1. A system for controlling lateral positioning in a host vehicle, the system comprising: A controller having a processor and a tangible non-transitory memory having instructions recorded thereon, the controller being adapted to: identifying a plurality of targets around a planned path of the host vehicle using at least one range sensor on the host vehicle; determining at least one attribute of each of the plurality of targets; determining lane quality along the planned path using at least one optical sensor on the host vehicle; determining a first target point and a second target point based on at least one attribute of each of the plurality of targets when the lane quality has degraded below a predetermined threshold; calculating a following trajectory of the host vehicle based on the first target point and the second target point; and When the lane marking distance is less than the minimum forward visibility distance of the host vehicle, the host vehicle is guided along the following trajectory.

2. The system according to claim 1, wherein: At least one attribute of each of the plurality of targets includes velocity, acceleration, heading (θ), or lateral position relative to the host vehicle.

3. The system according to claim 2, wherein: The controller is adapted to determine at least one of a speed, an acceleration, or a heading (θ) of the host vehicle.

4. The system according to claim 1, wherein: The controller is adapted to collect vehicle lane information to determine lane quality.

5. The system according to claim 4, wherein: Lane quality includes identifying vehicle lane markings along the roadway and determining the distance at which the vehicle lane markings are visible from the host vehicle.

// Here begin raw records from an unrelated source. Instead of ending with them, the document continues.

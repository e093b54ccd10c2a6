//! Dependency ordering with cycle detection.

use crate::node::Node;
use crate::observability::{Diagnostic, DiagnosticKind};
use crate::store::Store;
use std::collections::{HashMap, HashSet};
use std::sync::Arc;

/// A dependency edge, `(dependent, dependency)`.
pub type Edge = (String, String);

/// Outcome of ordering a set of nodes.
#[derive(Debug, Default)]
pub struct ExecutionPlan {
    /// Nodes in an order where each follows its resolvable dependencies.
    pub order: Vec<Arc<Node>>,
    /// Edges dropped to break dependency cycles.
    pub severed: HashSet<Edge>,
    /// Edges to ids that are not registered anywhere.
    pub missing: Vec<Edge>,
}

impl ExecutionPlan {
    /// Returns the node ids in execution order.
    #[must_use]
    pub fn ids(&self) -> Vec<&str> {
        self.order.iter().map(|n| n.id()).collect()
    }

    /// Returns true if the given edge was severed.
    #[must_use]
    pub fn is_severed(&self, dependent: &str, dependency: &str) -> bool {
        self.severed
            .contains(&(dependent.to_string(), dependency.to_string()))
    }
}

#[derive(Clone, Copy, PartialEq, Eq)]
enum Mark {
    Visiting,
    Visited,
}

struct Sorter<'a> {
    store: &'a Store,
    members: HashMap<&'a str, &'a Arc<Node>>,
    marks: HashMap<&'a str, Mark>,
    path: Vec<&'a str>,
    plan: ExecutionPlan,
}

/// Orders `nodes` so that every node comes after its dependencies.
///
/// Traversal starts from the nodes in the order given. Dependencies are
/// only followed within `nodes`: an id registered in `store` but outside
/// the set is left alone, an id not registered at all is reported as
/// missing. Reaching a node already on the current path severs that edge.
#[must_use]
pub fn topological_order(nodes: &[Arc<Node>], store: &Store) -> ExecutionPlan {
    let mut sorter = Sorter {
        store,
        members: nodes.iter().map(|n| (n.id(), n)).collect(),
        marks: HashMap::with_capacity(nodes.len()),
        path: Vec::new(),
        plan: ExecutionPlan::default(),
    };
    for node in nodes {
        sorter.visit(node);
    }
    sorter.plan
}

/// Returns every node that depends on `root`, directly or transitively,
/// in the order of `nodes`. `root` itself is never included.
#[must_use]
pub fn transitive_dependents(root: &str, nodes: &[Arc<Node>]) -> Vec<Arc<Node>> {
    let mut reached: HashSet<&str> = HashSet::from([root]);
    let mut frontier = vec![root];
    while let Some(id) = frontier.pop() {
        for node in nodes.iter().filter(|n| n.has_dependency(id)) {
            if reached.insert(node.id()) {
                frontier.push(node.id());
            }
        }
    }
    nodes
        .iter()
        .filter(|n| n.id() != root && reached.contains(n.id()))
        .cloned()
        .collect()
}

impl<'a> Sorter<'a> {
    fn visit(&mut self, node: &'a Arc<Node>) {
        let id = node.id();
        if self.marks.contains_key(id) {
            return;
        }
        self.marks.insert(id, Mark::Visiting);
        self.path.push(id);

        for dep in node.dependencies() {
            match self.members.get(dep.as_str()).copied() {
                Some(dep_node) => match self.marks.get(dep.as_str()).copied() {
                    None => self.visit(dep_node),
                    Some(Mark::Visiting) => self.sever(id, dep),
                    Some(Mark::Visited) => {}
                },
                None if self.store.contains_node(dep) => {}
                None => self.report_missing(id, dep),
            }
        }

        self.path.pop();
        self.marks.insert(id, Mark::Visited);
        self.plan.order.push(Arc::clone(node));
    }

    fn sever(&mut self, id: &str, dep: &str) {
        let start = self.path.iter().position(|n| *n == dep).unwrap_or(0);
        let mut cycle: Vec<&str> = self.path[start..].to_vec();
        cycle.push(dep);
        self.store.emit(
            Diagnostic::error(
                DiagnosticKind::CycleDetected,
                format!(
                    "Dependency cycle detected at '{id}': {}; ignoring edge {id} -> {dep}",
                    cycle.join(" -> ")
                ),
            )
            .with_subject(id),
        );
        self.plan.severed.insert((id.to_string(), dep.to_string()));
    }

    fn report_missing(&mut self, id: &str, dep: &str) {
        self.store.emit(
            Diagnostic::warn(
                DiagnosticKind::MissingDependency,
                format!("Node '{id}' depends on unregistered node '{dep}'"),
            )
            .with_subject(id),
        );
        self.plan.missing.push((id.to_string(), dep.to_string()));
    }
}

#[cfg(test)]
mod tests {
    use super::*;
    use crate::observability::CollectingDiagnostics;
    use pretty_assertions::assert_eq;

    fn setup(nodes: Vec<Node>) -> (Store, Arc<CollectingDiagnostics>, Vec<Arc<Node>>) {
        let diagnostics = Arc::new(CollectingDiagnostics::new());
        let store = Store::with_diagnostics("graph", diagnostics.clone());
        let nodes = nodes.into_iter().map(|n| store.register(n).unwrap()).collect();
        (store, diagnostics, nodes)
    }

    fn node(id: &str, deps: &[&str]) -> Node {
        Node::new(id, id, || Ok(0)).with_dependencies(deps.iter().copied())
    }

    #[test]
    fn test_dependencies_come_first() {
        let (store, diagnostics, nodes) = setup(vec![
            node("ui", &["assets", "config"]),
            node("assets", &["config"]),
            node("config", &[]),
        ]);
        let plan = topological_order(&nodes, &store);
        assert_eq!(plan.ids(), vec!["config", "assets", "ui"]);
        assert!(plan.severed.is_empty());
        assert!(diagnostics.is_empty());
    }

    #[test]
    fn test_registration_order_kept_for_independent_nodes() {
        let (store, _, nodes) = setup(vec![node("c", &[]), node("a", &[]), node("b", &[])]);
        assert_eq!(topological_order(&nodes, &store).ids(), vec!["c", "a", "b"]);
    }

    #[test]
    fn test_cycle_is_severed_once() {
        let (store, diagnostics, nodes) = setup(vec![node("a", &["b"]), node("b", &["a"])]);
        let plan = topological_order(&nodes, &store);

        assert_eq!(plan.ids(), vec!["b", "a"]);
        assert!(plan.is_severed("b", "a"));
        assert_eq!(plan.severed.len(), 1);
        assert!(diagnostics.contains(DiagnosticKind::CycleDetected, "b"));
    }

    #[test]
    fn test_long_cycle_message_names_path() {
        let (store, diagnostics, nodes) =
            setup(vec![node("a", &["b"]), node("b", &["c"]), node("c", &["a"])]);
        let plan = topological_order(&nodes, &store);
        assert_eq!(plan.order.len(), 3);
        let cycle = diagnostics.of_kind(DiagnosticKind::CycleDetected);
        assert_eq!(cycle.len(), 1);
        assert!(cycle[0].message.contains("a -> b -> c -> a"));
    }

    #[test]
    fn test_missing_dependency_warned() {
        let (store, diagnostics, nodes) = setup(vec![node("a", &["ghost"]), node("b", &[])]);
        let plan = topological_order(&nodes, &store);
        assert_eq!(plan.ids(), vec!["a", "b"]);
        assert_eq!(plan.missing, vec![("a".to_string(), "ghost".to_string())]);
        assert!(diagnostics.contains(DiagnosticKind::MissingDependency, "a"));
    }

    #[test]
    fn test_registered_dependency_outside_set_not_traversed() {
        let (store, diagnostics, nodes) = setup(vec![node("core", &[]), node("field", &["core"])]);
        let subset = vec![Arc::clone(&nodes[1])];
        let plan = topological_order(&subset, &store);
        assert_eq!(plan.ids(), vec!["field"]);
        assert!(plan.missing.is_empty());
        assert!(diagnostics.is_empty());
    }

    #[test]
    fn test_transitive_dependents_follow_every_path() {
        let (_, _, nodes) = setup(vec![
            node("a", &[]),
            node("b", &["a"]),
            node("c", &["a"]),
            node("d", &["b", "c"]),
            node("e", &[]),
        ]);
        let ids: Vec<String> = transitive_dependents("a", &nodes)
            .iter()
            .map(|n| n.id().to_string())
            .collect();
        assert_eq!(ids, vec!["b", "c", "d"]);
    }

    #[test]
    fn test_self_edge_is_severed() {
        let (store, diagnostics, nodes) = setup(vec![node("a", &["a"])]);
        let plan = topological_order(&nodes, &store);
        assert_eq!(plan.ids(), vec!["a"]);
        assert!(plan.is_severed("a", "a"));
        let cycle = diagnostics.of_kind(DiagnosticKind::CycleDetected);
        assert!(cycle[0].message.contains("a -> a"));
    }

    #[test]
    fn test_transitive_dependents_stop_at_cycles() {
        let (_, _, nodes) = setup(vec![node("a", &["b"]), node("b", &["a"])]);
        let ids: Vec<String> = transitive_dependents("a", &nodes)
            .iter()
            .map(|n| n.id().to_string())
            .collect();
        assert_eq!(ids, vec!["b"]);
    }
}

6. The system according to claim 1, wherein: The plurality of targets around the planned path of the host vehicle include a plurality of vehicles.

7. The system according to claim 1, wherein: The first target point encompasses a first predetermined area along the planned path and the second target point encompasses a second predetermined area along the planned path, wherein the following trajectory at least partially intersects the first target point and the second target point.

8. The system according to claim 1, wherein: The following trajectory extends along a path that is within a predetermined distance of the first target point and the second target point.

9. The system according to claim 1, wherein: The at least one distance sensor includes at least one of a lidar or a radar.

10. The system according to claim 1, wherein: Optical sensors include cameras.